On the way down from the mountain we talk about Swedish orienteering. Guerrgiou thinks that there are many good runners but it is difficult to get on the national team and get experience. He also thinks the Sweden may find it difficult in the continental terrain in the coming years. To have become a model for Swedish and other Scandinavian orienteers is a little of a reversal for a Frenchman whose greatest idols for a long time have been Kent Olsson and Petter Thoresen.
“We lived in the same place as the Swedes in Japan and one evening Göran Andersson came and asked if I could draw in my route choices from the middle qualifier. I understood that they wanted to know how I had run so they could analyse it for themselves. For me it was no problem to share but it occurred to me that I could have draw in something completely different and then the Swedes would have done that in the final,” says Thierry laughing, who has no doubts in today’s elite orienteering despite the fact that he analyses everything that there is to analyse.
“On the starting line in a WOC I often know how it is going to look out in the forest. I am so prepared that there are no surprises. Everyone knows so much and the advance work is to learn as many details as possible. It is a little boring in fact. In Switzerland in the middle distance there were surprising parts and it was the best course I have run in a championships.”
There are many similarities between TG and SN. Perfectionists where it concerns training, planning, and preparations and a total devotion to and passion for orienteering. The differences are mostly in the training methods. In France the total focus is on the map, in Switzerland it is more the physical.

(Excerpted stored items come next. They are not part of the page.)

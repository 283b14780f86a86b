// Engine modules: sprite sheet assets and debug tooling

pub mod assets;
pub mod debug;
// Animation clips, clip registry and playback controller

use super::direction::Facing;
use super::state::{PlaybackState, PlaybackStatus};
use super::AnimationError;
use crate::engine::assets::{FrameIndex, FrameTable, SpriteSheet};
use log::{debug, trace};
use std::collections::HashMap;
use std::sync::Arc;

/// Default ticks each frame is held for
pub const DEFAULT_SPEED: u32 = 10;

/// A named sequence of sheet frames
#[derive(Debug, Clone)]
pub struct AnimationClip {
    /// Name of the animation (e.g., "idle", "walk", "jump")
    name: String,
    /// 1-based frame indices in playback order
    frames: Vec<FrameIndex>,
    /// Ticks each frame is held for
    speed: u32,
    /// Whether the animation loops
    looping: bool,
    /// Sheet of its own; `None` uses the character's sheet
    sheet: Option<Arc<SpriteSheet>>,
}

impl PartialEq for AnimationClip {
    fn eq(&self, other: &Self) -> bool {
        let same_sheet = match (&self.sheet, &other.sheet) {
            (Some(a), Some(b)) => Arc::ptr_eq(a, b),
            (None, None) => true,
            _ => false,
        };
        same_sheet
            && self.name == other.name
            && self.frames == other.frames
            && self.speed == other.speed
            && self.looping == other.looping
    }
}

impl Eq for AnimationClip {}

impl AnimationClip {
    /// Create a clip from an explicit frame list
    pub fn new(
        name: &str,
        frames: Vec<FrameIndex>,
        speed: u32,
        looping: bool,
    ) -> Result<Self, AnimationError> {
        if frames.is_empty() {
            return Err(AnimationError::EmptyClip(name.to_string()));
        }
        if speed == 0 {
            return Err(AnimationError::InvalidSpeed(name.to_string()));
        }

        Ok(Self {
            name: name.to_string(),
            frames,
            speed,
            looping,
            sheet: None,
        })
    }

    /// Create a clip from an inclusive 1-based frame range
    pub fn from_range(
        name: &str,
        start: FrameIndex,
        end: FrameIndex,
        speed: u32,
        looping: bool,
    ) -> Result<Self, AnimationError> {
        if start > end {
            return Err(AnimationError::InvalidFrameRange { start, end });
        }
        Self::new(name, (start..=end).collect(), speed, looping)
    }

    /// Create a range clip, checking both ends against `table` before the
    /// frame list is built
    pub fn from_range_in(
        table: &FrameTable,
        name: &str,
        start: FrameIndex,
        end: FrameIndex,
        speed: u32,
        looping: bool,
    ) -> Result<Self, AnimationError> {
        if start > end {
            return Err(AnimationError::InvalidFrameRange { start, end });
        }
        if let Some(index) = [start, end].into_iter().find(|&i| !table.contains(i)) {
            return Err(AnimationError::FrameIndexOutOfBounds {
                index,
                frame_count: table.len(),
            });
        }
        Self::from_range(name, start, end, speed, looping)
    }

    /// Play the first `frame_count` frames of a sheet of its own
    pub fn from_sheet(
        name: &str,
        sheet: Arc<SpriteSheet>,
        frame_count: u32,
        speed: u32,
        looping: bool,
    ) -> Result<Self, AnimationError> {
        if frame_count == 0 {
            return Err(AnimationError::EmptyClip(name.to_string()));
        }
        let mut clip = Self::from_range_in(sheet.frames(), name, 1, frame_count, speed, looping)?;
        clip.sheet = Some(sheet);
        Ok(clip)
    }

    /// Create a looping animation
    pub fn looping(name: &str, frames: Vec<FrameIndex>, speed: u32) -> Result<Self, AnimationError> {
        Self::new(name, frames, speed, true)
    }

    /// Create a one-shot animation (plays once)
    pub fn one_shot(name: &str, frames: Vec<FrameIndex>, speed: u32) -> Result<Self, AnimationError> {
        Self::new(name, frames, speed, false)
    }

    /// Check that every frame exists in the clip's own sheet, or in `table`
    /// for clips drawn from the character's sheet
    pub fn validate_against(&self, table: &FrameTable) -> Result<(), AnimationError> {
        let table = self.sheet.as_deref().map_or(table, SpriteSheet::frames);
        match self.frames.iter().find(|&&index| !table.contains(index)) {
            Some(&index) => Err(AnimationError::FrameIndexOutOfBounds {
                index,
                frame_count: table.len(),
            }),
            None => Ok(()),
        }
    }

    pub fn name(&self) -> &str {
        &self.name
    }

    /// Sheet of its own, if the clip doesn't use the character's sheet
    pub fn sheet(&self) -> Option<&Arc<SpriteSheet>> {
        self.sheet.as_ref()
    }

    pub fn frames(&self) -> &[FrameIndex] {
        &self.frames
    }

    pub fn frame_count(&self) -> usize {
        self.frames.len()
    }

    /// Frame at a playback position, clamped to the last frame
    pub fn frame_at(&self, position: usize) -> FrameIndex {
        let last = self.frames.len() - 1;
        self.frames[position.min(last)]
    }

    pub fn speed(&self) -> u32 {
        self.speed
    }

    pub fn is_looping(&self) -> bool {
        self.looping
    }

    /// Ticks for one full pass over the clip
    pub fn total_ticks(&self) -> u64 {
        self.frames.len() as u64 * self.speed as u64
    }
}

/// Named clips available to a character
///
/// Registries are built once at setup and then shared read-only behind an
/// `Arc`.
#[derive(Debug, Clone, Default)]
pub struct ClipRegistry {
    clips: HashMap<String, AnimationClip>,
}

impl ClipRegistry {
    pub fn new() -> Self {
        Self::default()
    }

    /// Name of the clip registered for one facing of a directional animation
    pub fn directional_name(base: &str, facing: Facing) -> String {
        format!("{}_{}", base, facing.suffix())
    }

    /// Validate a clip against the sheet and register it, replacing any clip
    /// with the same name
    pub fn define(
        &mut self,
        clip: AnimationClip,
        table: &FrameTable,
    ) -> Result<Option<AnimationClip>, AnimationError> {
        clip.validate_against(table)?;
        Ok(self.insert(clip))
    }

    /// Register a clip over an inclusive 1-based frame range
    pub fn define_from_range(
        &mut self,
        table: &FrameTable,
        name: &str,
        start: FrameIndex,
        end: FrameIndex,
        speed: u32,
        looping: bool,
    ) -> Result<(), AnimationError> {
        let clip = AnimationClip::from_range_in(table, name, start, end, speed, looping)?;
        self.define(clip, table).map(|_| ())
    }

    /// Register a clip over an explicit frame list
    pub fn define_from_frames(
        &mut self,
        table: &FrameTable,
        name: &str,
        frames: &[FrameIndex],
        speed: u32,
        looping: bool,
    ) -> Result<(), AnimationError> {
        let clip = AnimationClip::new(name, frames.to_vec(), speed, looping)?;
        self.define(clip, table).map(|_| ())
    }

    /// Register a clip without checking it against a sheet
    pub fn insert(&mut self, clip: AnimationClip) -> Option<AnimationClip> {
        let previous = self.clips.insert(clip.name.clone(), clip);
        if let Some(old) = &previous {
            debug!("Replaced animation {}", old.name);
        }
        previous
    }

    pub fn get(&self, name: &str) -> Option<&AnimationClip> {
        self.clips.get(name)
    }

    pub fn contains(&self, name: &str) -> bool {
        self.clips.contains_key(name)
    }

    /// Check every clip against a (possibly new) sheet
    pub fn validate_all(&self, table: &FrameTable) -> Result<(), AnimationError> {
        self.clips
            .values()
            .try_for_each(|clip| clip.validate_against(table))
    }

    /// All clip names, sorted
    pub fn names(&self) -> Vec<&str> {
        let mut names: Vec<&str> = self.clips.keys().map(String::as_str).collect();
        names.sort_unstable();
        names
    }

    pub fn len(&self) -> usize {
        self.clips.len()
    }

    pub fn is_empty(&self) -> bool {
        self.clips.is_empty()
    }
}

/// Drives playback of one clip at a time from a shared registry
#[derive(Debug, Clone, Default)]
pub struct AnimationController {
    clips: Arc<ClipRegistry>,
    state: PlaybackState,
}

impl AnimationController {
    pub fn new() -> Self {
        Self::default()
    }

    /// Create a controller over an existing, possibly shared, registry
    pub fn with_clips(clips: Arc<ClipRegistry>) -> Self {
        Self {
            clips,
            state: PlaybackState::new(),
        }
    }

    pub fn clips(&self) -> &ClipRegistry {
        &self.clips
    }

    /// Handle to the registry for sharing with other controllers
    pub fn shared_clips(&self) -> Arc<ClipRegistry> {
        Arc::clone(&self.clips)
    }

    /// Validate and register a clip
    ///
    /// Copies the registry first if it is shared. Redefining the active clip
    /// rewinds playback.
    pub fn define(&mut self, clip: AnimationClip, table: &FrameTable) -> Result<(), AnimationError> {
        clip.validate_against(table)?;
        self.insert_validated(clip);
        Ok(())
    }

    /// Validate several clips, then register all of them or none
    ///
    /// `table` only applies to clips without a sheet of their own.
    pub fn define_all(
        &mut self,
        clips: Vec<AnimationClip>,
        table: &FrameTable,
    ) -> Result<(), AnimationError> {
        for clip in &clips {
            clip.validate_against(table)?;
        }
        for clip in clips {
            self.insert_validated(clip);
        }
        Ok(())
    }

    fn insert_validated(&mut self, clip: AnimationClip) {
        let name = clip.name.clone();
        debug!(
            "Defined animation {} ({} frames, speed {}, looping {})",
            name,
            clip.frame_count(),
            clip.speed,
            clip.looping
        );

        Arc::make_mut(&mut self.clips).insert(clip);

        if self.state.clip() == Some(name.as_str()) {
            self.state.rewind();
        }
    }

    /// Play an animation by name
    ///
    /// Does nothing if it is already the active, unfinished clip; otherwise
    /// starts it from the first frame.
    pub fn play(&mut self, name: &str) -> Result<(), AnimationError> {
        if !self.clips.contains(name) {
            return Err(AnimationError::UnknownAnimation(name.to_string()));
        }

        if self.state.clip() == Some(name) && !self.state.is_finished() {
            return Ok(());
        }

        self.state.start(name);
        Ok(())
    }

    /// Play an animation from the beginning, even if it's the same
    pub fn restart(&mut self, name: &str) -> Result<(), AnimationError> {
        if !self.clips.contains(name) {
            return Err(AnimationError::UnknownAnimation(name.to_string()));
        }

        self.state.start(name);
        Ok(())
    }

    /// Deselect the active clip
    pub fn stop(&mut self) {
        self.state.clear();
    }

    /// Advance playback by one tick. Returns true when the frame changed.
    pub fn update(&mut self) -> bool {
        let Some(clip) = self.state.clip().and_then(|name| self.clips.get(name)) else {
            return false;
        };

        let advanced = self
            .state
            .tick(clip.frame_count(), clip.speed, clip.looping);

        if advanced {
            trace!(
                "{} advanced to position {} (frame {})",
                clip.name,
                self.state.position(),
                clip.frame_at(self.state.position())
            );
        }

        advanced
    }

    pub fn status(&self) -> PlaybackStatus {
        self.state.status()
    }

    /// Check if a non-looping animation ran past its last frame
    pub fn is_finished(&self) -> bool {
        self.state.status() == PlaybackStatus::Finished
    }

    pub fn state(&self) -> &PlaybackState {
        &self.state
    }

    /// Name of the active animation
    pub fn current_animation(&self) -> Option<&str> {
        self.state.clip()
    }

    /// Get the clip info for the current animation
    pub fn current_clip(&self) -> Option<&AnimationClip> {
        self.state.clip().and_then(|name| self.clips.get(name))
    }

    /// Sheet frame currently displayed
    pub fn current_frame(&self) -> Option<FrameIndex> {
        self.current_clip()
            .map(|clip| clip.frame_at(self.state.position()))
    }
}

The end of the week offered a proof that everything can’t always be planned, not even for Simone Niggli. Booked for an autograph hour at a computer company, Simone, Matthias, and the photographer and I arrived at a hotel in Muri, south of Bern. Into the elevator from the parking garage and up two floors. 20 seconds later we stood in the center of a half-circle of almost 100 guests who were looking at us. Another 20 seconds later Simone is kicking a soccer ball with two players from FC Thun and then there was lunch. Simone dealt with even the unexpected in the best way. Perhaps that is what is called professionalism.